Objective To compare the efficacy and safety of haloperidol and risperidone in treating behavioral and psychological symptoms of dementia(BPSD). Methods Patients with a DSM-Ⅳ diagnosis of dementia and BPSD were randomized to receive a flexible dose of either haloperidol and risperidone for a period of 8 weeks. Behavioral and psychological symptoms were assessed with Behavioral Pathology in Alzheimer's Disease Rating Scale (BEHAVE-AD) and Cohen-Mansfield Agitation Inventory (CMAI).

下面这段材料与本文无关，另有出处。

// File: manager/src/main.rs
use anyhow::Result;
use chrono::Utc;
use clap::Parser;
use std::process::ExitCode;
use tracing::error;
use tracing_subscriber::{fmt, EnvFilter};

use zsnap::cli::{self, Cli};
use zsnap::constants::logging::DEFAULT_DIRECTIVES;

#[tokio::main]
async fn main() -> ExitCode {
    let cli = Cli::parse();

    if let Err(e) = init_logging() {
        eprintln!("Failed to initialize logging: {}", e);
        return ExitCode::FAILURE;
    }

    match cli::run(cli, Utc::now()).await {
        Ok(true) => ExitCode::SUCCESS,
        Ok(false) => ExitCode::FAILURE,
        Err(e) => {
            error!("{:#}", e);
            ExitCode::FAILURE
        }
    }
}

fn init_logging() -> Result<()> {
    let mut env_filter = EnvFilter::from_default_env();
    for directive in DEFAULT_DIRECTIVES {
        env_filter = env_filter.add_directive(directive.parse()?);
    }

    // stdout is reserved for reports
    fmt()
        .with_env_filter(env_filter)
        .with_writer(std::io::stderr)
        .init();
    Ok(())
}
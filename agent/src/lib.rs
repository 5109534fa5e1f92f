//! Host-side adapter around the `zfs` command line tool.
//!
//! Everything here is a direct translation of one storage primitive into one
//! `zfs` invocation. Policy lives in the `zsnap` crate.

pub mod error;
pub mod services;
pub mod types;

pub use error::AgentError;
pub use services::zfs::ZfsCli;
pub use types::{CommandLine, DatasetRecord, SnapshotRecord, TransferFlags, TransferRequest};
pub mod commands;
pub mod zfs;
pub mod zfs_output;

Measurements of tolerability and cognitive level included Extrapyramidal Symptom Rating Scale (ESRS) , Treatment Emergent Symptom Scale ( TESS ) , Mini-Mental State Examination ( MMSE ) , Global Deteriorating Scale ( GDS) and Activity of Daily Life ( ADL) . Scales were rated at baseline and 2 ,4,6 and 8 week during treatment. The dosage of haloperidol and risperidone were recorded every week. Results The maximumeffective dosage of haloperidol and risperidone were ( 2. 5 ± 1. 0 ) mg/d and ( 1. 2 ±0. 6 ) mg/d respectively. After the 2nd week of treatment, the reduction of the BEHAVE-AD, CMAI, scores were statistically significant different from baseline in both of the groups, but there was no significant difference between them. The proportion of patients who showed clinical improvement ( > 30% reduction rate from baseline to endpoint in BEHAVE-AD total score) were 84% in haloperidol and 85% in risperidone group, respectively. A similar improvement was also seen for the CMAI score, which clinical improvement were 71% in haloperidol and 80% in risperidone group. Overall, 31% of haloperidol group and 21% of risperidone group reported adverse events. Artane were used in 19% and 6% of patients in haloperidol and risperidone groups, respectively. The frequency or the severity of side-effects showed significant difference between two groups at 4th week. There were no severe side-effects appeared with risperidone therapy especially. Conclusions Both haloperidol and risperidone could improve BPSD. The effective dose of haloperidol and risperidone for the treatment of BPSD were pretty low. The tolerability and safety of risperidone was better than haloperidol.